Título: João Paulo se esquiva da paralisia na Casa
Autor: Paulo de Tarso Lyra
Fonte: Gazeta Mercantil, 11/11/2004, Política, p. A-9
A promessa do governo de liberar R$ 428 milhões em emendas parlamentares e empenhar outros R$ 1,1 bilhão não foi suficiente para retomar as votações na Câmara. Líderes dos partidos da bancada governista ainda expunham ontem os ressentimentos da briga com o Palácio do Planalto. A equipe econômica prometeu que a portaria com os empenhos será publicada hoje ou amanhã e que a liberação dos recursos será feita na semana que vem. Apesar de mais de 400 deputados estarem presentes na Casa, não houve quórum para abrir a sessão deliberativa de ontem. "É complicado. Eles pagaram apenas 6% de nossas emendas. Como vou pedir aos meus deputados que votem, com a promessa de que o governo vai liberar os demais 94% em 40 dias?", questionou, desanimado, o líder do PTB na Câmara, José Múcio Monteiro (PE).

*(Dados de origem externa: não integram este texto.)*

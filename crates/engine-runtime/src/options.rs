use crate::error::MigrationError;
use connectors::entity::ChildType;
use model::strategy::{FileVersionStrategy, TableStrategy};
use std::path::PathBuf;

/// Upper bound on checkpoint scans and batched inserts so large hierarchies
/// are chunked instead of materialized.
pub const DEFAULT_BATCH_SIZE: usize = 500;

/// Caller-facing configuration for a migration run.
#[derive(Debug, Clone)]
pub struct MigrateOptions {
    /// Target storage location. The caller must be its owner.
    pub storage_location_id: i64,
    /// Checkpoint database file. Re-running against the same path resumes
    /// the previous run.
    pub db_path: PathBuf,
    /// Walk and index without mutating remote state.
    pub dry_run: bool,
    pub file_version_strategy: Option<FileVersionStrategy>,
    pub table_strategy: Option<TableStrategy>,
    /// Record individual failures and keep going instead of aborting on the
    /// first one.
    pub continue_on_error: bool,
    /// Size of the copy pool shared between entity copies and multipart
    /// part copies.
    pub thread_count: usize,
    pub batch_size: usize,
}

impl MigrateOptions {
    pub fn new(storage_location_id: i64, db_path: impl Into<PathBuf>) -> Self {
        MigrateOptions {
            storage_location_id,
            db_path: db_path.into(),
            dry_run: true,
            file_version_strategy: None,
            table_strategy: None,
            continue_on_error: false,
            thread_count: default_thread_count(),
            batch_size: DEFAULT_BATCH_SIZE,
        }
    }

    pub(crate) fn validate(&self) -> Result<(), MigrationError> {
        if self.file_version_strategy.is_none() && self.table_strategy.is_none() {
            return Err(MigrationError::Validation(
                "neither file_version_strategy nor table_strategy is set, \
                 no entities selected for migration"
                    .to_string(),
            ));
        }
        Ok(())
    }

    /// Child types the indexer asks the service for. Folders are always
    /// walked; files and tables only when their strategy is enabled.
    pub(crate) fn include_types(&self) -> Vec<ChildType> {
        let mut types = vec![ChildType::Folder];
        if self.file_version_strategy.is_some() {
            types.push(ChildType::File);
        }
        if self.table_strategy.is_some() {
            types.push(ChildType::Table);
        }
        types
    }
}

pub fn default_thread_count() -> usize {
    std::thread::available_parallelism()
        .map(|n| n.get())
        .unwrap_or(1)
}
use crate::{
    copy_pool::CopyPool,
    entity::{ChildType, Entity, EntityHeader},
    error::ClientError,
    file_handle::{FileHandle, FileHandleAssociation},
    table::{ColumnModel, TableRow},
};
use async_trait::async_trait;
use futures::stream::BoxStream;

/// Streamed listing result. Listings are paginated server-side; consumers
/// pull rows without materializing the whole result.
pub type Listing<'a, T> = BoxStream<'a, Result<T, ClientError>>;

/// Operations the migration engine needs from the remote entity service.
///
/// Implementations own transport, authentication, pagination and retry;
/// the engine only sees these calls.
#[async_trait]
pub trait EntityClient: Send + Sync {
    /// Fetch an entity bundle, optionally pinned to a version. Payloads are
    /// never downloaded.
    async fn get_entity(&self, id: &str, version: Option<i64>) -> Result<Entity, ClientError>;

    /// List the direct children of a container, filtered by type.
    fn list_children<'a>(
        &'a self,
        container_id: &str,
        include_types: &[ChildType],
    ) -> Listing<'a, EntityHeader>;

    /// List the version numbers of a file entity, ascending.
    fn list_versions<'a>(&'a self, file_id: &str) -> Listing<'a, i64>;

    /// Column models of a table entity.
    async fn list_table_columns(&self, table_id: &str) -> Result<Vec<ColumnModel>, ClientError>;

    /// Column metadata by id.
    async fn get_column(&self, col_id: i64) -> Result<ColumnModel, ClientError>;

    /// Query a table for the given columns. Returned cells are positionally
    /// aligned with `columns`.
    fn table_query<'a>(&'a self, table_id: &str, columns: &[ColumnModel])
    -> Listing<'a, TableRow>;

    /// Fetch handle metadata through its association.
    async fn get_file_handle(
        &self,
        handle_id: &str,
        association: &FileHandleAssociation,
    ) -> Result<FileHandle, ClientError>;

    /// Server-side copy of a payload into the target storage location,
    /// returning the new handle id. Nested part copies must draw from
    /// `pool`.
    async fn multipart_copy(
        &self,
        source: &FileHandleAssociation,
        storage_location_id: i64,
        pool: &CopyPool,
    ) -> Result<String, ClientError>;

    /// Persist entity edits. A changed data file handle produces a new
    /// version.
    async fn store_entity(&self, entity: &Entity) -> Result<Entity, ClientError>;

    /// Partial row update of a single table cell.
    async fn update_table_cell(
        &self,
        table_id: &str,
        row_id: i64,
        col_id: i64,
        file_handle_id: &str,
    ) -> Result<(), ClientError>;

    /// Raw REST PUT. Implementations must fail on non-2xx.
    async fn put(&self, path: &str, body: serde_json::Value) -> Result<(), ClientError>;

    /// Create a snapshot version of a table.
    async fn create_snapshot(&self, table_id: &str) -> Result<(), ClientError>;

    /// Probe a storage location; errors when the caller is not its owner.
    async fn get_storage_location(&self, storage_location_id: i64) -> Result<(), ClientError>;
}
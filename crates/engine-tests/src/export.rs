#[cfg(test)]
mod tests {
    use crate::fixture::{FakeClient, init_tracing};
    use connectors::table::ColumnType;
    use engine_runtime::{engine::MigrationEngine, options::MigrateOptions};
    use model::strategy::{FileVersionStrategy, TableStrategy};
    use std::collections::HashMap;
    use tempfile::tempdir;

    const TARGET: i64 = 9000;

    #[tokio::test]
    async fn cursor_streams_outcomes_and_resolves_column_names_once() {
        init_tracing();
        let client = FakeClient::new();
        client.add_project("synP");
        client.add_table(
            "synP",
            "synT",
            &[(10, "attachment", ColumnType::FileHandleId)],
        );
        client.add_table_row("synT", 1, 1, &[(10, "fh-t1", 1)]);
        client.add_table_row("synT", 2, 1, &[(10, "fh-t2", 1)]);

        let dir = tempdir().unwrap();
        let mut options = MigrateOptions::new(TARGET, dir.path().join("migration.db"));
        options.table_strategy = Some(TableStrategy::NoSnapshot);
        options.thread_count = 2;
        options.dry_run = false;

        let engine = MigrationEngine::new(client.clone(), options);
        let result = engine.run("synP").await.unwrap();
        assert_eq!(result.migrated_total, 2);

        let mut cursor = result.migrations().unwrap();
        let mut records = Vec::new();
        while let Some(record) = cursor.try_next().await.unwrap() {
            records.push(record);
        }

        assert_eq!(records.len(), 2);
        for record in &records {
            assert_eq!(record.kind, "table");
            assert_eq!(record.col_name.as_deref(), Some("attachment"));
            assert_eq!(record.status, "MIGRATED");
        }
        // memoized: one lookup despite two cells of the same column
        let lookups = client
            .calls()
            .iter()
            .filter(|call| matches!(call, crate::fixture::Call::GetColumn { .. }))
            .count();
        assert_eq!(lookups, 1);
    }

    #[tokio::test]
    async fn csv_export_writes_the_fixed_header_and_empty_missing_fields() {
        init_tracing();
        let client = FakeClient::new();
        client.add_project("synP");
        client.add_file("synP", "synF1", &[("fh-1", 1)]);
        client.add_file("synP", "synF2", &[("fh-2", 1)]);
        client.fail_copy("fh-2");

        let dir = tempdir().unwrap();
        let mut options = MigrateOptions::new(TARGET, dir.path().join("migration.db"));
        options.file_version_strategy = Some(FileVersionStrategy::New);
        options.thread_count = 2;
        options.dry_run = false;
        options.continue_on_error = true;

        let engine = MigrationEngine::new(client.clone(), options);
        let result = engine.run("synP").await.unwrap();

        let report_path = dir.path().join("report.csv");
        result.export_csv(&report_path).await.unwrap();

        let mut reader = csv::Reader::from_path(&report_path).unwrap();
        assert_eq!(
            reader.headers().unwrap(),
            &csv::StringRecord::from(vec![
                "id",
                "type",
                "version",
                "row_id",
                "col_name",
                "from_storage_location_id",
                "from_file_handle_id",
                "to_file_handle_id",
                "status",
                "exception",
            ])
        );

        let rows: HashMap<String, csv::StringRecord> = reader
            .records()
            .map(|record| {
                let record = record.unwrap();
                (record[0].to_string(), record)
            })
            .collect();
        assert_eq!(rows.len(), 2);

        let migrated = &rows["synF1"];
        assert_eq!(&migrated[1], "file");
        assert_eq!(&migrated[2], "", "no version for a new-version row");
        assert_eq!(&migrated[4], "", "no column name for a file row");
        assert_eq!(&migrated[8], "MIGRATED");
        assert_eq!(&migrated[9], "");

        let errored = &rows["synF2"];
        assert_eq!(&errored[7], "", "no new handle on a failed copy");
        assert_eq!(&errored[8], "ERRORED");
        assert!(errored[9].contains("simulated copy failure for fh-2"));
    }
}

Mesmo buscando um tom de conciliação e negociação, o vice-líder do governo na Câmara, Beto Albuquerque (PSB-RS) disparou críticas e ataques. Atacou os parlamentares que só votam após a publicação do decreto, comparando-os a São Tomé. "Querem tocar na ferida para saber se é mesmo Cristo." Mas também não poupou a equipe econômica do governo. "Eles não podem fazer política com a corda esticada. Acordo tem que ser cumprido. Senão, a dívida acaba estourando nas mãos do presidente", disse o gaúcho.
O presidente da Câmara, João Paulo Cunha (PT-SP), esquivou-se da crise, afirmando que a relação do Planalto com os partidos da bancada governista não é um assunto que lhe diga respeito. Afirmou que sua tarefa é colocar as matérias em votação e acredita que a sociedade vai acabar cobrando do Parlamento a ausência de votações. "Esta foi mais uma semana perdida, infelizmente. Vai chegar uma hora que as coisas vão ter que voltar a andar", reclamou.
Em um encontro casual ontem, no salão verde da Câmara, João Paulo deparou-se com o líder do PFL na Casa, José Carlos Aleluia (BA). Amigos, ambos engataram um papo que acabou na liderança do PFL. João Paulo chegou a pedir ajuda ao parlamentar baiano para a retomada das votações. "Eu estou fazendo a minha parte, a oposição quer votar as matérias. Mas somente após a liberação de emendas é péssimo para a imagem do Congresso", avaliou Aleluia.
O chefe da Casa Civil, ministro José Dirceu, entrou no circuito ontem e ligou para um líder de partido da bancada governista garantindo que, até o final desta semana, as pendências orçamentárias estariam resolvidas. Para o líder do PL na Câmara, Sandro Mabel (GO), tudo o que os aliados querem é uma mudança de postura. "Não é uma rebelião. Mas eles precisam entender que existe Congresso", protestou o ministro.
O clima esquentou entre os líderes aliados durante a reunião de terça à noite, no gabinete do deputado Professor Luizinho (PT-SP). Em tom exaltado, todos reclamaram, uns dos outros, num bate-boca que se tornou generalizado.
A intenção do grupo era levar o resultado da reunião ao presidente da Câmara, João Paulo Cunha. Não foi preciso. João Paulo apareceu de surpresa na liderança do governo. Quando sentiu o clima pesado, o presidente da Câmara também perdeu a paciência. "Cada um que responda por suas atitudes. Vou marcar sessão, cumprir minha função: eu não sou responsável pela confusão que está aí", exasperou-se, segundo relato de um líderes presentes ao encontro.
Saiu, enfurecido, deixando um rastro de silêncio na sala que, na avaliação de um líder partidário, deve ter durado quase cinco minutos. "Foi o momento mais constrangedor que enfrentei desde que fui eleito para coordenar minha bancada."